_Exercise objective_
Using the listing below, show all lines that hold the word "MemoryTxn".

_Working data_
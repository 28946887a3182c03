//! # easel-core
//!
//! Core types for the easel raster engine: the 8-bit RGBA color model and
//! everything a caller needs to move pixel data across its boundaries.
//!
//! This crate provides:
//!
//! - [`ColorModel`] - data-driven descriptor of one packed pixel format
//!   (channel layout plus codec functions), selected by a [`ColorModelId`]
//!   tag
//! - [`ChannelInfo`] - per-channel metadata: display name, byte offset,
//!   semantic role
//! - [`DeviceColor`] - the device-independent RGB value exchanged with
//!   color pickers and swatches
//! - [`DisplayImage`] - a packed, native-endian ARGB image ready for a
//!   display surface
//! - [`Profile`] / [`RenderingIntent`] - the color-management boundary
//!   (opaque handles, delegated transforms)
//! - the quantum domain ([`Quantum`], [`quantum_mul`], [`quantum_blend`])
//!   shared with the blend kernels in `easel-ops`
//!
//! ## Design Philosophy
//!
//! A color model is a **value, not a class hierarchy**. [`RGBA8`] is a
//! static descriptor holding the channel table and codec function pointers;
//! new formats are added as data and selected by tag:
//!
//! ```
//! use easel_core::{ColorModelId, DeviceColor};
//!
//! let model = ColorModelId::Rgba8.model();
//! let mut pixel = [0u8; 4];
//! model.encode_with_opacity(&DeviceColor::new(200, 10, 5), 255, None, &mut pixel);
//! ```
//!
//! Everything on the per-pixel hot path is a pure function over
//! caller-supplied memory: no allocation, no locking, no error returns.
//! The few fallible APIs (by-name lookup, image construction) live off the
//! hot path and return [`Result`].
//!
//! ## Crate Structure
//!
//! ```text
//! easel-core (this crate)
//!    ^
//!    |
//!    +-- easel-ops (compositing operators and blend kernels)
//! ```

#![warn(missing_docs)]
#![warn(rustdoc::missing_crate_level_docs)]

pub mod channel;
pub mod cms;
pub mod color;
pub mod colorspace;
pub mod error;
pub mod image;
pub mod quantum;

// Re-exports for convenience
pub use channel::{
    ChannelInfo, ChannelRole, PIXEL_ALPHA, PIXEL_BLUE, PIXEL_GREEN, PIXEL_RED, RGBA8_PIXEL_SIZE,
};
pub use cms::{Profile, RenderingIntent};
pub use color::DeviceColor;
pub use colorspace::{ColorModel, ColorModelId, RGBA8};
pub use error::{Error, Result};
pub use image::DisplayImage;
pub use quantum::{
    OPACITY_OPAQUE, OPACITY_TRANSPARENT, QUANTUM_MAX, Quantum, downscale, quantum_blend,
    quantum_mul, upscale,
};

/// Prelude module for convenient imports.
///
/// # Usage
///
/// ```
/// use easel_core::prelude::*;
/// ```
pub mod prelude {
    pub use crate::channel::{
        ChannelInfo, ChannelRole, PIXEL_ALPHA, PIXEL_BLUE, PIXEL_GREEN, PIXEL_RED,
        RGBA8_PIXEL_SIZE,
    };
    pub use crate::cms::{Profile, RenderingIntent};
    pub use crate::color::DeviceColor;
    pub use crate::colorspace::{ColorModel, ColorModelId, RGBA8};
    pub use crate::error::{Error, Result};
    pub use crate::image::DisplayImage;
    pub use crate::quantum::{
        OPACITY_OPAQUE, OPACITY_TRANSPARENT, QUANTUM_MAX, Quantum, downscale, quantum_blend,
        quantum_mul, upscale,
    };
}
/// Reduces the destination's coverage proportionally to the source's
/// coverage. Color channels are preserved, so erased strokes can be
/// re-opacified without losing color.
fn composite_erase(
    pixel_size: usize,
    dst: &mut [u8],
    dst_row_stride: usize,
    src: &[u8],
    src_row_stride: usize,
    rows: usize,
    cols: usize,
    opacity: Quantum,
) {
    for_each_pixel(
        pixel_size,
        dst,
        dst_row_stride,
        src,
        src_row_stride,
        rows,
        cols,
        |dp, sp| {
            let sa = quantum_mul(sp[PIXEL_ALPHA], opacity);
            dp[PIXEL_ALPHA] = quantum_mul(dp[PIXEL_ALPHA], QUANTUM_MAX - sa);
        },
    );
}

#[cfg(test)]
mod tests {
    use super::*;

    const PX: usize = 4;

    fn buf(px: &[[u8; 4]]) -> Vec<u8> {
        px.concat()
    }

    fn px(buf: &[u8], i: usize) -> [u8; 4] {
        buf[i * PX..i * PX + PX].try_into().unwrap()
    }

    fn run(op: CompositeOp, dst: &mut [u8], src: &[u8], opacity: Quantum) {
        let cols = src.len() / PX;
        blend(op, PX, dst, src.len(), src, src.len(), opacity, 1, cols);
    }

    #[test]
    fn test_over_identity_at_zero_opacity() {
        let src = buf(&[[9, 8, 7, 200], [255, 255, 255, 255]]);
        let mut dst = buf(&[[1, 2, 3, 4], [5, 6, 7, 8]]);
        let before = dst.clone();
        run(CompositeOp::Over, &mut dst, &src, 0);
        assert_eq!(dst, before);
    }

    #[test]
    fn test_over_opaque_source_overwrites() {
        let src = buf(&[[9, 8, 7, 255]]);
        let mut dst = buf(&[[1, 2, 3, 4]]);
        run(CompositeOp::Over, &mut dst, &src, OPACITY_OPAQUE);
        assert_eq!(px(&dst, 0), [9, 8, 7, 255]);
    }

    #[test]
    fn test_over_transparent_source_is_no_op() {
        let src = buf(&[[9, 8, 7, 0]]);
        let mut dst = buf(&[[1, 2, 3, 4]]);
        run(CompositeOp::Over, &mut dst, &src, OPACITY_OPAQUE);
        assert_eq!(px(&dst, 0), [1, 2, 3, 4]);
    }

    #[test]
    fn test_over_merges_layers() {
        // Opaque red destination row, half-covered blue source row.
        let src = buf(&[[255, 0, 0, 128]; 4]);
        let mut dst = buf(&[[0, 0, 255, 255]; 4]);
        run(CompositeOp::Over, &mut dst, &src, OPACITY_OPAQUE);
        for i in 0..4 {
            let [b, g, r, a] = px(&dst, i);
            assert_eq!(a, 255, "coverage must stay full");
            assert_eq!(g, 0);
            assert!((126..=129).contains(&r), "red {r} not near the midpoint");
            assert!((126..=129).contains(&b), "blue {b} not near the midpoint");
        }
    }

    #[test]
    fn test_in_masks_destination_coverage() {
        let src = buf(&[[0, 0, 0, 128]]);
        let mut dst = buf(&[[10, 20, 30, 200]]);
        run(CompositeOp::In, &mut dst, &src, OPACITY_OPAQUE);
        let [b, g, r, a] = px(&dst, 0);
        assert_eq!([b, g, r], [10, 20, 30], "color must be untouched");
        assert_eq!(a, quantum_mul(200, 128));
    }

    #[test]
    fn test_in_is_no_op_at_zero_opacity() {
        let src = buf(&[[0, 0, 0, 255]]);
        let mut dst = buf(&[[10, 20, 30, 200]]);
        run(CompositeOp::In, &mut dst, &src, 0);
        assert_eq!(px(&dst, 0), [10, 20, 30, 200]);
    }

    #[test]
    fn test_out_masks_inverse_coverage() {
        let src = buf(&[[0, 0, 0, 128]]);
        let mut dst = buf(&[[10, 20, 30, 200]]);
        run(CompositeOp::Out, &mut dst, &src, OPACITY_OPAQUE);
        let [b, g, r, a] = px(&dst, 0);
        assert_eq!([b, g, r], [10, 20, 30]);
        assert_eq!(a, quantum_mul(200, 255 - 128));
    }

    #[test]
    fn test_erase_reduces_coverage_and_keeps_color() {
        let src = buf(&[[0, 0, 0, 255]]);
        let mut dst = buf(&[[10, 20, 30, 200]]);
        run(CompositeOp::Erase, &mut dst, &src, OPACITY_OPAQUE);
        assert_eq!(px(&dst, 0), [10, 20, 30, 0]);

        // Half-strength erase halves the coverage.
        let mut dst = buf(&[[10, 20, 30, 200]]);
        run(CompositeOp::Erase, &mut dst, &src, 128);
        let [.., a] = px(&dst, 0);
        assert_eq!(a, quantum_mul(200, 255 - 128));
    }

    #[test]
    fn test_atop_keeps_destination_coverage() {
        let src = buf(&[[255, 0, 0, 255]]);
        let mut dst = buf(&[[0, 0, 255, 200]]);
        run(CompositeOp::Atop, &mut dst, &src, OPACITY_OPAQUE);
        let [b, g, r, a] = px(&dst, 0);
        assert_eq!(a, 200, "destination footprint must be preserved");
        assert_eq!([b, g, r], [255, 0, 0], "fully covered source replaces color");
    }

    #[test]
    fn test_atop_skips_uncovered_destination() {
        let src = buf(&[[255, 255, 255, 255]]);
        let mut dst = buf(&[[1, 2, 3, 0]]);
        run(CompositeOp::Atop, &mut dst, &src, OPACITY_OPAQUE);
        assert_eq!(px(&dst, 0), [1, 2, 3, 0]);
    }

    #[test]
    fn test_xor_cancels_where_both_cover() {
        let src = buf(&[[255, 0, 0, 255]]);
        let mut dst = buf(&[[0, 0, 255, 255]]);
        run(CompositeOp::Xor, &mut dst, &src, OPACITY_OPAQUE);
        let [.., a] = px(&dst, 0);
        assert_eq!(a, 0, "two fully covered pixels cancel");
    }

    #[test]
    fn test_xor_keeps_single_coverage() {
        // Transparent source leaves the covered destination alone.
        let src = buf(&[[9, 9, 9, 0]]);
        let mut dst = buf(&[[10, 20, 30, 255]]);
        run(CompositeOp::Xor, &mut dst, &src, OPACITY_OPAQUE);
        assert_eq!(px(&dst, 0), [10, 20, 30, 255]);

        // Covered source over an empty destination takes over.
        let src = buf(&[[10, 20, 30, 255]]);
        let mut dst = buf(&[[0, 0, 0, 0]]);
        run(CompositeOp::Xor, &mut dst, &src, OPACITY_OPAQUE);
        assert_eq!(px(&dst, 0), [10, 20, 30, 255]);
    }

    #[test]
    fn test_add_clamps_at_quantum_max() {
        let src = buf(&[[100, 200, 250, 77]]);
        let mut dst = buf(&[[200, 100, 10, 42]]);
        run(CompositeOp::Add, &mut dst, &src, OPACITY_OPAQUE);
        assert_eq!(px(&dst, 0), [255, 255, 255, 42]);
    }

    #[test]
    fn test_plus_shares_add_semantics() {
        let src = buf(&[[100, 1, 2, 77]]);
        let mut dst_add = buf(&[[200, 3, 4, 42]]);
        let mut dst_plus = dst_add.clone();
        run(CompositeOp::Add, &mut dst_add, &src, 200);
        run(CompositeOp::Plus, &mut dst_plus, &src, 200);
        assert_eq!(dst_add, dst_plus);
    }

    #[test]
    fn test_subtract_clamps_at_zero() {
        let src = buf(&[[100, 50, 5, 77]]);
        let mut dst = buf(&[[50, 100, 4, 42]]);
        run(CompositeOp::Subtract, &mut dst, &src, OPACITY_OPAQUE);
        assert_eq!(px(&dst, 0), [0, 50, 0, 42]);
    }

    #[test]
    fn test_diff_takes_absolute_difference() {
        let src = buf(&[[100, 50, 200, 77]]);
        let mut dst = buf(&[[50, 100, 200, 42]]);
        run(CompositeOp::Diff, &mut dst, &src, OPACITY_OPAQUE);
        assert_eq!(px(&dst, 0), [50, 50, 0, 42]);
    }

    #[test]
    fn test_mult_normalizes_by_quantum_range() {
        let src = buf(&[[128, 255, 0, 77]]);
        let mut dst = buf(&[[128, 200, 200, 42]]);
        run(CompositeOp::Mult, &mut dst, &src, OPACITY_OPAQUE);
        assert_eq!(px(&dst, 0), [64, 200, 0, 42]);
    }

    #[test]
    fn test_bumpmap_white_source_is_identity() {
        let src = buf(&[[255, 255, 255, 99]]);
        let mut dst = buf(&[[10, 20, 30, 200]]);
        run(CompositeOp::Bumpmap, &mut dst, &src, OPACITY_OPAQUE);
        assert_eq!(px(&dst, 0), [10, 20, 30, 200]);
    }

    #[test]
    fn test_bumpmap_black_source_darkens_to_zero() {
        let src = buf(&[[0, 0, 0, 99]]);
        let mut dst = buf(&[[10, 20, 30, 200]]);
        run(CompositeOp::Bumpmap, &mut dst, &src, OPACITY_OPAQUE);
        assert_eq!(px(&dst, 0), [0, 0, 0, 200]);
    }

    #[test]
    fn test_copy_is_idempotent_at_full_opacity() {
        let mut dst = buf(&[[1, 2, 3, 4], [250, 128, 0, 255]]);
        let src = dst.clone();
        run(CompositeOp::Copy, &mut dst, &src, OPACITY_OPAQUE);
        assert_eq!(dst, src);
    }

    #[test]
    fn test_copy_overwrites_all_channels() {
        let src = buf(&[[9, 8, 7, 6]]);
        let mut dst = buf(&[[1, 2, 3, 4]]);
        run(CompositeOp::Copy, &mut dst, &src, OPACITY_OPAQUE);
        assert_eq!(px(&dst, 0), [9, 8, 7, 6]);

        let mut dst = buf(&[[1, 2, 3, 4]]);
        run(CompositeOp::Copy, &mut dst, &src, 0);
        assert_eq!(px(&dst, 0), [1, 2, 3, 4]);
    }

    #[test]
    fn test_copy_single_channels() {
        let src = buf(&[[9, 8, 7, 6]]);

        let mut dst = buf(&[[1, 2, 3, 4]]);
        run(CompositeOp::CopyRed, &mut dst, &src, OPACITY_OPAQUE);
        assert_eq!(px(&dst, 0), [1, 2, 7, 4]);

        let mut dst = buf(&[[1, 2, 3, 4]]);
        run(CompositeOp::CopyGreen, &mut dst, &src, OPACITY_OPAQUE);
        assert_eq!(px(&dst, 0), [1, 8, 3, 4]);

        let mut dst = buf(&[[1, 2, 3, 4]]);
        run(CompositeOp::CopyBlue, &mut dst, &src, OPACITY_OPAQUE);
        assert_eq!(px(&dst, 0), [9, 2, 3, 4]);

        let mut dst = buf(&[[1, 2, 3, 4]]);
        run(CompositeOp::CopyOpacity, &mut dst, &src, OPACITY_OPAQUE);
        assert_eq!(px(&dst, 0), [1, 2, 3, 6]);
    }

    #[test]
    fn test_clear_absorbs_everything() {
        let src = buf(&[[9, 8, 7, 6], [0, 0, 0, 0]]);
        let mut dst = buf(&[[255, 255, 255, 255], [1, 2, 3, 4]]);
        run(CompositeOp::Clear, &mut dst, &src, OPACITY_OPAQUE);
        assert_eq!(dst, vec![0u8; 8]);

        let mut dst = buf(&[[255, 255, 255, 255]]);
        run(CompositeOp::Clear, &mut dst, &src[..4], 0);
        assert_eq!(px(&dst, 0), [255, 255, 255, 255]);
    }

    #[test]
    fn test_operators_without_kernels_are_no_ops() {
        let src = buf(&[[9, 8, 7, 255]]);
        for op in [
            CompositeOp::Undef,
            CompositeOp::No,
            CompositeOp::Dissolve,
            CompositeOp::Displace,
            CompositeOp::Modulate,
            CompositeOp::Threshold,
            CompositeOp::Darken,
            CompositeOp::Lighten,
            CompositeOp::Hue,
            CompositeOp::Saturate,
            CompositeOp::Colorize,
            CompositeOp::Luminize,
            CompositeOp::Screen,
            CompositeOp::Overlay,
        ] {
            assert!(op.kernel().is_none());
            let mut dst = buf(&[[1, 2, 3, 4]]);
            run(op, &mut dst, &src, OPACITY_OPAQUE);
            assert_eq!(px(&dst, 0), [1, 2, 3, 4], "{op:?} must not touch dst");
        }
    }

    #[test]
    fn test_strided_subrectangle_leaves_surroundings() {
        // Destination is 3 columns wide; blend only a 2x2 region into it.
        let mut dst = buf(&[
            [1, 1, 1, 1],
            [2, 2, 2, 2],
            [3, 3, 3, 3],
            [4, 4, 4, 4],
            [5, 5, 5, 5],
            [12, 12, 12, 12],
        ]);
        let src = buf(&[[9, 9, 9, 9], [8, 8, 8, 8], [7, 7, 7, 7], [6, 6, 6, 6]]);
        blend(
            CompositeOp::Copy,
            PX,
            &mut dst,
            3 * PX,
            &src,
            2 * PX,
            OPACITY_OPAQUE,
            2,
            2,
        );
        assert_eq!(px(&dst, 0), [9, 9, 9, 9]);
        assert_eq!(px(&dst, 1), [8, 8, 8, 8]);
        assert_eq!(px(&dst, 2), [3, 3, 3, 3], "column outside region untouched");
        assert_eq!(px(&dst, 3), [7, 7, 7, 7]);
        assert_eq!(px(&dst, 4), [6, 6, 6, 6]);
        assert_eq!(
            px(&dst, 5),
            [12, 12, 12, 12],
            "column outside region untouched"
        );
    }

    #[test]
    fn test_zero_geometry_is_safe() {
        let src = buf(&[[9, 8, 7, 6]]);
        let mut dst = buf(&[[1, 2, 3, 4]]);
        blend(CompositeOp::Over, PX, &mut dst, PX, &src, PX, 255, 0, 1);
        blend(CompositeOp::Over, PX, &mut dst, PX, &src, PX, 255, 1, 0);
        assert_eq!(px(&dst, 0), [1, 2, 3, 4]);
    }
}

* * *

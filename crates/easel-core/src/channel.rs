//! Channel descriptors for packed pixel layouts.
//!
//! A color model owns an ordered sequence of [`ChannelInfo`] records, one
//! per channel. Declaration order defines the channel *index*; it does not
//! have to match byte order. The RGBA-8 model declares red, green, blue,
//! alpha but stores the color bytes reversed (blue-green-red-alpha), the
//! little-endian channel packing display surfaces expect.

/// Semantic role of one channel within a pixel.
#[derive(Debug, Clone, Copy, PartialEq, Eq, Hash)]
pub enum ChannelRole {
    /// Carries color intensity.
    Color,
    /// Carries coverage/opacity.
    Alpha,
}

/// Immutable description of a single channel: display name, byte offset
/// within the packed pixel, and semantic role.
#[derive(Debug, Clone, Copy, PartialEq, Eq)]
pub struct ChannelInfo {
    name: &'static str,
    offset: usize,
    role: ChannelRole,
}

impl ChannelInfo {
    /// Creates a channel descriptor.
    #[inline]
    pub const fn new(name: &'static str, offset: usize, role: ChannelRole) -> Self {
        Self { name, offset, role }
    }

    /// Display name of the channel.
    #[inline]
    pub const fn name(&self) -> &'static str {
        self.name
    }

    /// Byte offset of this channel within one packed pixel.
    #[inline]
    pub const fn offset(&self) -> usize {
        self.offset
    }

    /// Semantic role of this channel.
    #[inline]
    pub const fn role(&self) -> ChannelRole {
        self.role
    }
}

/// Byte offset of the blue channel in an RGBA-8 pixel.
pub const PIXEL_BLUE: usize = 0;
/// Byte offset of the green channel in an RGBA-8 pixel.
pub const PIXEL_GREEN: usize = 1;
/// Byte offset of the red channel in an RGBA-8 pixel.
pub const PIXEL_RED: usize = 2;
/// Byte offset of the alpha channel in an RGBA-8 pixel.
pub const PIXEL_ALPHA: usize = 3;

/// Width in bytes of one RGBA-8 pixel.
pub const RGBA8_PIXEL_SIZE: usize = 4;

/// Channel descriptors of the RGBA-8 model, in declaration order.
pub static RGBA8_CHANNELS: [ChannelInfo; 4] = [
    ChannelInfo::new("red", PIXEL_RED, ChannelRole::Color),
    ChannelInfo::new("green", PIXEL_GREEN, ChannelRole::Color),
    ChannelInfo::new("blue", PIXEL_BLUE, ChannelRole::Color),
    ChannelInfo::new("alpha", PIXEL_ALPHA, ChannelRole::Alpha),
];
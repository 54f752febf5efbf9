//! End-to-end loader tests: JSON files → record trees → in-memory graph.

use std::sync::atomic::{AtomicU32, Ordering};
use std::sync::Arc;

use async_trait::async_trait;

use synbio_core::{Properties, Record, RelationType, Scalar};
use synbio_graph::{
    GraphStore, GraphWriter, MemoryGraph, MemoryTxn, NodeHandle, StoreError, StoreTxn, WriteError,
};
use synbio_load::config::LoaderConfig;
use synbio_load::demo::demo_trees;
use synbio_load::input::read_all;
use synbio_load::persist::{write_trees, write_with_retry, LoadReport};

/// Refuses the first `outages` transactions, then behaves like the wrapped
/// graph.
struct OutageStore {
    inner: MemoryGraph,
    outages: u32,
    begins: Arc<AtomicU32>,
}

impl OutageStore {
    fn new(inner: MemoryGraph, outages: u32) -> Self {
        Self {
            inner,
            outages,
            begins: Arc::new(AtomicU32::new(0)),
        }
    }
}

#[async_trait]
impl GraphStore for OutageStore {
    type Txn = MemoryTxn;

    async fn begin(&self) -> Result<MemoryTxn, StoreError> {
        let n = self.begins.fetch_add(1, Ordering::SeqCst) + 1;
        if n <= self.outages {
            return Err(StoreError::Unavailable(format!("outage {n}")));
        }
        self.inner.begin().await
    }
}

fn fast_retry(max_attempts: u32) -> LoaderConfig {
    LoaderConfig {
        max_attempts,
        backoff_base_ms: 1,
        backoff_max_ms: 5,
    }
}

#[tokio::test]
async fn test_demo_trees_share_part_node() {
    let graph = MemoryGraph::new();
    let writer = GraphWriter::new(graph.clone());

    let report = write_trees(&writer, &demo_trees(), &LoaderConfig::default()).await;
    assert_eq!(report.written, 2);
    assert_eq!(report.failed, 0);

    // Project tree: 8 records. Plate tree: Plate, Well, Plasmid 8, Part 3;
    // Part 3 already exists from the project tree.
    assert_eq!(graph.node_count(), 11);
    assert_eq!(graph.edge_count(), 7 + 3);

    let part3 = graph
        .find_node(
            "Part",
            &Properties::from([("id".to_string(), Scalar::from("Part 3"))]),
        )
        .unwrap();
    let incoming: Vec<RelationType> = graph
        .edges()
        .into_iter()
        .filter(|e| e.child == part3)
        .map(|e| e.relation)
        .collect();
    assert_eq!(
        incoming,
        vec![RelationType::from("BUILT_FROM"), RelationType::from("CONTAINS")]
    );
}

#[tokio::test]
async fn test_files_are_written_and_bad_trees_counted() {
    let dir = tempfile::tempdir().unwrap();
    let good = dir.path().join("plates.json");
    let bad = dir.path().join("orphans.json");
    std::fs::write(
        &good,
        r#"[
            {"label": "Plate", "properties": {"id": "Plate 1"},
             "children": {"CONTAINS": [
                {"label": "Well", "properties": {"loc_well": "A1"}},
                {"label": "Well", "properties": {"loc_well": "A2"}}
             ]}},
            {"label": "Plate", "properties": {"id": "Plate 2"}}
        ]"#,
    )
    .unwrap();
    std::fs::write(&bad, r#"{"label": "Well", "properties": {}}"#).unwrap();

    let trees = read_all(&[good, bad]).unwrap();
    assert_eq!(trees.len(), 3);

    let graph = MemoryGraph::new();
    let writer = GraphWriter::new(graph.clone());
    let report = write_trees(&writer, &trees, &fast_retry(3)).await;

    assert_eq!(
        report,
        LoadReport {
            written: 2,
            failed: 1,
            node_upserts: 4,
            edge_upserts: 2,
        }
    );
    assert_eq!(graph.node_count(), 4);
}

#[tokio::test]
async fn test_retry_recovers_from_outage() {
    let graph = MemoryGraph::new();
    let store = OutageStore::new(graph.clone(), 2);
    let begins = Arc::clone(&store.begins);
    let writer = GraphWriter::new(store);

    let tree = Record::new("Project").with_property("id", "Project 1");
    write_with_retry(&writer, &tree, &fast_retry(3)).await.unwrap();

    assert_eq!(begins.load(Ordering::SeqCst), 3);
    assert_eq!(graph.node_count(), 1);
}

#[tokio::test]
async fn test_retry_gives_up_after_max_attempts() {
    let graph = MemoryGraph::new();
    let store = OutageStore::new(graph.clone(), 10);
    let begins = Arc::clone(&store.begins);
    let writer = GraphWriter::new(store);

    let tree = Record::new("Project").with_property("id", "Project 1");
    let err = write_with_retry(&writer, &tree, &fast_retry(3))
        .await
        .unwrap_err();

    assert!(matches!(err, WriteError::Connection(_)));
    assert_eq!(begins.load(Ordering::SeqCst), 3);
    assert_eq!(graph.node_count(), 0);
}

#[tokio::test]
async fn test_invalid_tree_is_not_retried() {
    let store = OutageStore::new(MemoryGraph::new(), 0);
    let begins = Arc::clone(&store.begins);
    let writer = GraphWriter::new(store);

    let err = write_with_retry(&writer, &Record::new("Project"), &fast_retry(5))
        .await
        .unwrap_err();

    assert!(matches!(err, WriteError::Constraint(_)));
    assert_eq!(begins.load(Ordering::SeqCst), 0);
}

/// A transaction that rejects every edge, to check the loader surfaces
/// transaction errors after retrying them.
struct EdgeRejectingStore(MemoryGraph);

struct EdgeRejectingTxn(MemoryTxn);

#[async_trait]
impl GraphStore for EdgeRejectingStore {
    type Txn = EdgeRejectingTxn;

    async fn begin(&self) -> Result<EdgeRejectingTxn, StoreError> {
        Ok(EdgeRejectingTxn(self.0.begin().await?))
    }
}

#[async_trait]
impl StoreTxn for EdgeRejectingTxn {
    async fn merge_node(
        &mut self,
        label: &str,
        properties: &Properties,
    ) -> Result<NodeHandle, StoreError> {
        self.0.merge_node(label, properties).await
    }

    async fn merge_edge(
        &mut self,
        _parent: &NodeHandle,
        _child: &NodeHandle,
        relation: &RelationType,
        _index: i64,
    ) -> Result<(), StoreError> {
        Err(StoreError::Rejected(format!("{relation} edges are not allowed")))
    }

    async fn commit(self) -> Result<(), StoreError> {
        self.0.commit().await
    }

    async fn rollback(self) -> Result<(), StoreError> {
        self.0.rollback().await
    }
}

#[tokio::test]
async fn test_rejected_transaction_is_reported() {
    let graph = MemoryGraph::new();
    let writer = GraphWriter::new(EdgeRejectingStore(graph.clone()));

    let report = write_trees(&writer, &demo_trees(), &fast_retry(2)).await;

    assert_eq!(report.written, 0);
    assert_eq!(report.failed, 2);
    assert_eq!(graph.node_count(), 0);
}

_Finished exercise_
    GraphStore, GraphWriter, MemoryGraph, MemoryTxn, NodeHandle, StoreError, StoreTxn, WriteError,
    type Txn = MemoryTxn;
    async fn begin(&self) -> Result<MemoryTxn, StoreError> {
struct EdgeRejectingTxn(MemoryTxn);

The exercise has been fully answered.